Build in the Cloud: How the Build System works

本文详细介绍了谷歌如何利用云平台进行大规模的软件构建和测试工作,通过将源代码划分为更小的包,使用BUILD文件描述依赖关系,以及采用非文件依赖的规则来提高构建效率。谷歌的构建系统能够智能地组织并执行构建任务,即使在大量并行操作下也能保持高效。

This is the second in a four part series describing how we use the cloud to scale building and testing of software at Google. This series elaborates on a presentation given during the Pre-GTAC 2010 event in Hyderabad. Please see our first post in the series for a description how we access our code repository in a scalable way. To get a sense of the scale and details on the types of problems we are solving in Engineering Tools at Google take a look at this post.


As you have learned in the previous post, at Google every product is constantly building from head. In this article we will go into a little more detail in how we tell the build system about the source code and its dependencies. In a later article we will explain how we take advantage of having this exact knowledge to distribute the builds at Google across a large cluster of machines and share build results between developers.

From some of the feedback we got for our first posts it is clear that you want to see how we actually go about describing the dependencies we use to drive our build and test support.

At Google we partition our source code into smaller entities that we call packages. You can think of a package as a directory containing a number of source files and a description of how these source files should get translated into build outputs. The files describing that are all called BUILD and the existence of a BUILD file in a directory makes that directory into a package.

All packages reside in a single file tree and the relative path from the root of that tree to the directory containing the BUILD file is used as a globally unique identifier for the package. This means that there is a 1:1 relationship between package names and directory names.

Within a BUILD file we have a number of named rules describing the build outputs of the package. The combination of package name and rule name uniquely identifies the rule.
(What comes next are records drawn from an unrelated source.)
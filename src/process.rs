//! Owns a single child OS process (C2): start, graceful terminate with
//! escalation, recursive process-tree kill, liveness probe, exit code,
//! memory%.
//!
//! The child is launched into its own process group/session so a signal to
//! the group also reaches any helper processes it spawns. On Windows, the
//! child is assigned to a Job Object once at `start()` and held for the
//! process's whole lifetime, so the entire tree can be torn down with a
//! single `TerminateJobObject` call; if assignment fails, `kill()` falls
//! back to a Toolhelp-snapshot breadth-first walk of the process tree.

use std::path::{Path, PathBuf};
use std::process::{Child, Command, Stdio};
use std::sync::{Arc, Mutex};
use std::time::Duration;

use tracing::{info, warn};

use crate::clock;
use crate::error::ProcessError;
use crate::system_metrics::SystemMetrics;

#[cfg(windows)]
mod windows_job {
    use windows::Win32::Foundation::{CloseHandle, HANDLE};
    use windows::Win32::System::JobObjects::{
        AssignProcessToJobObject, CreateJobObjectW, TerminateJobObject,
    };
    use windows::Win32::System::Threading::OpenProcess;
    use windows::Win32::System::Threading::{PROCESS_ALL_ACCESS, PROCESS_TERMINATE};

    /// Owns a Job Object the child is assigned to, so the whole process
    /// tree can be torn down with a single `TerminateJobObject` call.
    pub struct JobHandle(HANDLE);

    // SAFETY: HANDLE is just a kernel object reference; Job Objects are
    // designed to be manipulated from any thread.
    unsafe impl Send for JobHandle {}

    impl JobHandle {
        pub fn assign(pid: u32) -> windows::core::Result<JobHandle> {
            unsafe {
                let job = CreateJobObjectW(None, None)?;
                let proc_handle: HANDLE = OpenProcess(PROCESS_ALL_ACCESS, false, pid)?;
                let result = AssignProcessToJobObject(job, proc_handle);
                let _ = CloseHandle(proc_handle);
                result?;
                Ok(JobHandle(job))
            }
        }

        /// Terminate every process currently in the job (the tree).
        pub fn terminate_tree(&self) -> windows::core::Result<()> {
            unsafe { TerminateJobObject(self.0, 1) }
        }
    }

    impl Drop for JobHandle {
        fn drop(&mut self) {
            unsafe {
                let _ = CloseHandle(self.0);
            }
        }
    }

    /// Fallback used when a process could not be assigned to a Job Object
    /// (e.g. it is already a member of another job). Walks the full process
    /// table via a Toolhelp snapshot, collects every descendant of `root_pid`
    /// by breadth-first traversal of the parent-pid links, and terminates
    /// each one. A process that has already exited is treated as terminated.
    pub fn terminate_process_tree(root_pid: u32) -> windows::core::Result<()> {
        use windows::Win32::Foundation::ERROR_INVALID_PARAMETER;
        use windows::Win32::System::Diagnostics::ToolHelp::{
            CreateToolhelp32Snapshot, Process32First, Process32Next, PROCESSENTRY32,
            TH32CS_SNAPPROCESS,
        };
        use windows::Win32::System::Threading::TerminateProcess;

        unsafe {
            let snapshot = CreateToolhelp32Snapshot(TH32CS_SNAPPROCESS, 0)?;

            let mut entries: Vec<(u32, u32)> = Vec::new();
            let mut entry = PROCESSENTRY32 {
                dwSize: std::mem::size_of::<PROCESSENTRY32>() as u32,
                ..Default::default()
            };
            if Process32First(snapshot, &mut entry).is_ok() {
                loop {
                    entries.push((entry.th32ProcessID, entry.th32ParentProcessID));
                    entry = PROCESSENTRY32 {
                        dwSize: std::mem::size_of::<PROCESSENTRY32>() as u32,
                        ..Default::default()
                    };
                    if Process32Next(snapshot, &mut entry).is_err() {
                        break;
                    }
                }
            }
            let _ = CloseHandle(snapshot);

            let mut to_kill: Vec<u32> = vec![root_pid];
            let mut i = 0;
            while i < to_kill.len() {
                let parent = to_kill[i];
                for &(child_pid, parent_pid) in &entries {
                    if parent_pid == parent && !to_kill.contains(&child_pid) {
                        to_kill.push(child_pid);
                    }
                }
                i += 1;
            }

            for &target_pid in to_kill.iter().rev() {
                match OpenProcess(PROCESS_TERMINATE, false, target_pid) {
                    Ok(h) => {
                        let result = TerminateProcess(h, 1);
                        let _ = CloseHandle(h);
                        result?;
                    }
                    Err(e) if e.code() == ERROR_INVALID_PARAMETER.to_hresult() => {
                        // Already gone.
                    }
                    Err(e) => return Err(e),
                }
            }
        }
        Ok(())
    }
}

struct RunningChild {
    child: Child,
    pid: u32,
    exit_code: Option<i32>,
    #[cfg(windows)]
    job: Option<windows_job::JobHandle>,
}

/// Owns a single supervised child process.
pub struct ManagedProcess {
    command: Vec<String>,
    cwd: Option<PathBuf>,
    metrics: Arc<SystemMetrics>,
    child: Mutex<Option<RunningChild>>,
}

impl ManagedProcess {
    pub fn new(command: Vec<String>, cwd: Option<PathBuf>, metrics: Arc<SystemMetrics>) -> Self {
        ManagedProcess {
            command,
            cwd,
            metrics,
            child: Mutex::new(None),
        }
    }

    /// Launch the configured command in its own process group/session.
    /// Fails with [`ProcessError::AlreadyRunning`] if a prior handle is
    /// still alive.
    pub fn start(&self) -> Result<(), ProcessError> {
        let mut guard = self.child.lock().expect("process lock poisoned");
        if let Some(running) = guard.as_mut() {
            if is_alive(&mut running.child) {
                return Err(ProcessError::AlreadyRunning);
            }
        }

        let mut cmd = build_command(&self.command, self.cwd.as_deref());
        let mut child = cmd.spawn().map_err(ProcessError::Spawn)?;
        let pid = child.id();

        // A Job Object assignment can fail if the process is already a member
        // of another job (e.g. the supervisor itself runs inside one). When
        // that happens `kill()` falls back to a Toolhelp-snapshot tree walk
        // keyed on `pid` instead of relying on a handle.
        #[cfg(windows)]
        let job = match windows_job::JobHandle::assign(pid) {
            Ok(job) => Some(job),
            Err(e) => {
                warn!(pid, error = %e, "failed to assign child to Job Object; falling back to process-tree walk on kill");
                None
            }
        };

        info!(pid, "child process started");
        *guard = Some(RunningChild {
            child,
            pid,
            exit_code: None,
            #[cfg(windows)]
            job,
        });
        Ok(())
    }

    /// Send a polite termination signal to the process group, wait up to
    /// `timeout`, then escalate to [`Self::kill`]. Idempotent; a no-op if
    /// the process is not running.
    pub fn terminate(&self, timeout: Duration) {
        if !self.is_running() {
            return;
        }

        let pid = {
            let guard = self.child.lock().expect("process lock poisoned");
            guard.as_ref().map(|r| r.pid)
        };
        let Some(pid) = pid else { return };

        info!(pid, "sending polite termination signal");
        send_polite_signal(pid);

        if clock::until(|| !self.is_running(), timeout, Duration::from_millis(200)) {
            return;
        }

        warn!(pid, "process did not exit after polite signal; escalating to kill");
        self.kill();
    }

    /// Recursively, forcibly terminate the whole process tree. Must not
    /// error on "already gone".
    pub fn kill(&self) {
        let mut guard = self.child.lock().expect("process lock poisoned");
        let Some(running) = guard.as_mut() else {
            return;
        };
        if !is_alive(&mut running.child) {
            return;
        }

        #[cfg(unix)]
        {
            // SAFETY: killpg with a valid pgid and signal is always safe;
            // ESRCH ("already gone") is treated as success.
            unsafe {
                libc::killpg(running.pid as libc::pid_t, libc::SIGKILL);
            }
        }
        #[cfg(windows)]
        {
            let result = match &running.job {
                Some(job) => job.terminate_tree(),
                None => windows_job::terminate_process_tree(running.pid),
            };
            if let Err(e) = result {
                warn!(pid = running.pid, error = %e, "failed to terminate process tree");
            }
        }

        let _ = running.child.wait();
    }

    /// True iff the handle exists and the OS reports the child has not yet
    /// exited.
    pub fn is_running(&self) -> bool {
        let mut guard = self.child.lock().expect("process lock poisoned");
        match guard.as_mut() {
            Some(running) => is_alive(&mut running.child),
            None => false,
        }
    }

    /// Last observed exit code, or `None` if the process has never
    /// finished (including: never started).
    pub fn exit_code(&self) -> Option<i32> {
        let mut guard = self.child.lock().expect("process lock poisoned");
        let running = guard.as_mut()?;
        if running.exit_code.is_none() {
            if let Ok(Some(status)) = running.child.try_wait() {
                running.exit_code = status.code();
            }
        }
        running.exit_code
    }

    /// Current RSS as a percentage of total host memory; `0.0` if no
    /// process is running.
    pub fn memory_percent(&self) -> f64 {
        let pid = {
            let mut guard = self.child.lock().expect("process lock poisoned");
            match guard.as_mut() {
                Some(running) if is_alive(&mut running.child) => Some(running.pid),
                _ => None,
            }
        };
        match pid {
            Some(pid) => self.metrics.process_memory_percent(pid),
            None => 0.0,
        }
    }
}

fn is_alive(child: &mut Child) -> bool {
    matches!(child.try_wait(), Ok(None))
}

fn build_command(command: &[String], cwd: Option<&Path>) -> Command {
    let mut cmd = Command::new(&command[0]);
    cmd.args(&command[1..]);
    if let Some(cwd) = cwd {
        cmd.current_dir(cwd);
    }
    cmd.stdin(Stdio::null())
        .stdout(Stdio::inherit())
        .stderr(Stdio::inherit());

    #[cfg(unix)]
    {
        use std::os::unix::process::CommandExt;
        // New process group whose pgid equals the child's pid, so a
        // group-targeted signal also reaches any helper children it spawns.
        cmd.process_group(0);
    }
    #[cfg(windows)]
    {
        use std::os::windows::process::CommandExt;
        const CREATE_NEW_PROCESS_GROUP: u32 = 0x0000_0200;
        cmd.creation_flags(CREATE_NEW_PROCESS_GROUP);
    }

    cmd
}

#[cfg(unix)]
fn send_polite_signal(pid: u32) {
    // SAFETY: killpg with a valid pgid and signal number is always safe;
    // ESRCH ("already gone") is not an error condition for our purposes.
    unsafe {
        libc::killpg(pid as libc::pid_t, libc::SIGTERM);
    }
}

#[cfg(windows)]
fn send_polite_signal(pid: u32) {
    use windows::Win32::System::Console::{GenerateConsoleCtrlEvent, CTRL_BREAK_EVENT};
    // The process group id equals the root process id because we spawned
    // with CREATE_NEW_PROCESS_GROUP.
    unsafe {
        let _ = GenerateConsoleCtrlEvent(CTRL_BREAK_EVENT, pid);
    }
}

#[cfg(not(any(unix, windows)))]
fn send_polite_signal(_pid: u32) {}

#[cfg(test)]
mod tests {
    use super::*;

    fn sleepy_process() -> ManagedProcess {
        let command = if cfg!(windows) {
            vec!["cmd".to_string(), "/C".to_string(), "timeout /T 30".to_string()]
        } else {
            vec!["sleep".to_string(), "30".to_string()]
        };
        ManagedProcess::new(command, None, Arc::new(SystemMetrics::new()))
    }

    #[test]
    fn start_then_is_running_then_kill() {
        let process = sleepy_process();
        process.start().expect("start");
        assert!(process.is_running());
        process.kill();
        assert!(clock::until(
            || !process.is_running(),
            Duration::from_secs(5),
            Duration::from_millis(50)
        ));
    }

    #[test]
    fn start_twice_is_already_running() {
        let process = sleepy_process();
        process.start().expect("start");
        let err = process.start().unwrap_err();
        assert!(matches!(err, ProcessError::AlreadyRunning));
        process.kill();
    }

    #[test]
    fn terminate_on_stopped_process_is_noop() {
        let process = sleepy_process();
        process.terminate(Duration::from_millis(50));
        assert!(!process.is_running());
    }

    #[test]
    fn memory_percent_without_process_is_zero() {
        let process = sleepy_process();
        assert_eq!(process.memory_percent(), 0.0);
    }
}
We call this combination a label and we use labels to describe dependencies across rules.

Let’s look at an example to make this a little more concrete:

/search/BUILD:
cc_binary(name = ‘google_search_page’,
deps = [ ‘:search’,
‘:show_results’])

cc_library(name = ‘search’,
srcs = [ ‘search.h’,‘search.cc’],
deps = [‘//index:query’])

/index/BUILD:

cc_library(name = ‘query’,
srcs = [ ‘query.h’, ‘query.cc’, ‘query_util.cc’],
deps = [‘:ranking’,
‘:index’])

cc_library(name = ‘ranking’,
srcs = [‘ranking.h’, ‘ranking.cc’],
deps = [‘:index’,
‘//storage/database:query’])

cc_library(name = ‘index’,
srcs = [‘index.h’, ‘index.cc’],
deps = [‘//storage/database:query’])

This example shows two BUILD files. The first one describes a binary and a library in the package //search and the second one describes several libraries in the package //index. All rules are named using the name attribute, You can see the dependencies expressed in the deps attribute of each rule. The ‘:’ separates the package name from the name of the rule. Dependencies on rules in a different package start with a “//” and dependencies on rules in the same package can just omit the package name itself and start with a ‘:’. You can clearly see the dependencies between the rules. If you look carefully you will notice that several rules depend on the same rule //storage/database:query, which means that the dependencies form a directed graph. We require that the graph is acyclic, so that we can create an order in which to build the individual targets.

 

Here is a graphical representation of the dependencies described above:

 

You can also see that instead of referring to concrete build outputs as typically happens in make based build systems, we refer to abstract entities. In fact a rule like cc_library does not necessarily produce any output at all. It is simply a way to logically organize your source files. This has an important advantage that our build system uses to make the build faster. Even though there are dependencies between the different cc_library rules, we have the freedom to compile all of the source files in arbitrary order. All we need to compile ‘query.cc’ and ‘query_util.cc’ are the header files of the dependencies ‘ranking.h’ and ‘index.h’. In practice we will compile all these source files at the same time, which is always possible unless there is a dependency on an actual output file of another rule.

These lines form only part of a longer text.